A individualidade é, portanto, o instrumento verdadeiro do ser, é a ferramenta que abre

as portas, para o interior de si próprio e, o resultado a alcançar, está além dos limites

dessa individualidade. Este é o ponto de partida e condição impossível de ser eliminado

para se atingir o sagrado.

Deixei muitas coisas que, antes achava imprescindíveis, de lado. O foco de meus

interesses tinha sofrido uma mudança radical. Percebi que vários supérfluos que me

foram impostos como necessidades, não passavam de desejos. Procurei, então, o modo

mais simples possível de viver e entendi que precisamos de pouquíssimas coisas. Passei

a adquirir e observar uma alimentação mais natural possível, sem os agrotóxicos tão

prejudiciais a saúde e, sobretudo, sem desperdícios de alimentos.

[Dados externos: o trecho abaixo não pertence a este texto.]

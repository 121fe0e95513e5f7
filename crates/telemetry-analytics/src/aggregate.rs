//! Durable cross-session history.
//!
//! The whole history is read, extended by one summary, and written back on
//! every session end. The slot lock is held across that read-modify-write so
//! concurrent session ends cannot lose updates.

use std::sync::{Mutex, PoisonError};
use telemetry_core::error::Result;
use telemetry_core::storage::{Codec, JsonCodec, StorageSlot};
use telemetry_core::types::{ServerAggregateHistory, SessionSummary};
use tracing::{debug, info};

pub struct ServerAggregateStore<S: StorageSlot, C: Codec = JsonCodec> {
    slot: Mutex<S>,
    codec: C,
}

impl<S: StorageSlot> ServerAggregateStore<S> {
    pub fn new(slot: S) -> Self {
        Self::with_codec(slot, JsonCodec)
    }
}

impl<S: StorageSlot, C: Codec> ServerAggregateStore<S, C> {
    pub fn with_codec(slot: S, codec: C) -> Self {
        Self {
            slot: Mutex::new(slot),
            codec,
        }
    }

    /// Read the persisted history. A slot that was never written yields an
    /// empty history.
    pub fn load_history(&self) -> Result<ServerAggregateHistory> {
        let slot = self.slot.lock().unwrap_or_else(PoisonError::into_inner);
        self.load_from(&slot)
    }

    /// Count the session and append its summary. No I/O.
    pub fn append_session_summary(history: &mut ServerAggregateHistory, summary: SessionSummary) {
        history.push_summary(summary);
    }

    /// Overwrite the persisted history with `history`.
    pub fn persist(&self, history: &ServerAggregateHistory) -> Result<()> {
        let slot = self.slot.lock().unwrap_or_else(PoisonError::into_inner);
        self.persist_to(&slot, history)
    }

    /// Load, append, persist as one serialized step. Returns the history as
    /// written. On failure nothing is persisted and the error is returned.
    pub fn record_session_end(&self, summary: SessionSummary) -> Result<ServerAggregateHistory> {
        let slot = self.slot.lock().unwrap_or_else(PoisonError::into_inner);
        let mut history = self.load_from(&slot)?;
        Self::append_session_summary(&mut history, summary);
        self.persist_to(&slot, &history)?;
        info!(
            session_count = history.session_count,
            user_count = summary.user_count,
            chat_count = summary.chat_count,
            score = summary.score,
            "session recorded in aggregate history"
        );
        Ok(history)
    }

    fn load_from(&self, slot: &S) -> Result<ServerAggregateHistory> {
        match slot.read()? {
            Some(bytes) => self.codec.decode(&bytes),
            None => {
                debug!(slot = slot.name(), "no aggregate history yet; starting empty");
                Ok(ServerAggregateHistory::default())
            }
        }
    }

    fn persist_to(&self, slot: &S, history: &ServerAggregateHistory) -> Result<()> {
        let bytes = self.codec.encode(history)?;
        slot.write(&bytes)
    }
}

Ao mesmo tempo em que agia, estando sempre muito atenta no que comprava e no

que comia, fui também transmitindo, mas sem a pretenciosidade, nem imposição, esta

alteração de hábitos para outras pessoas que se interessavam nesse modo de ser.

Resolvi que faria, muito em breve, um relato de tudo o que tinha acontecido na

montanha, pois me alegra poder oferecer algo que possa, talvez, auxiliar o próximo na

hora que mais necessite. Compreendo que as palavras são carregadas com poder tanto

para transtornar o equilíbrio e chocar com tristezas, drenando a coragem do indivíduo,

como também, comunicar algo feliz e alegre, com propósitos puros e produtivos, que só

promovem a força espiritual do ser. Pretendo, portanto, despertar a curiosidade de quem

quiser se aventurar, também, em realizar uma viagem para conhecer Meru e a montanha

mística e sagrada.

Eu encerraria meus compromissos onde morava e sem muita demora, voltaria para

viver na montanha. Comecei a contagem regressiva. Estava ansiosa e já me preparava:

era hora de rever Meru e meus queridos amigos Agnos e Tói.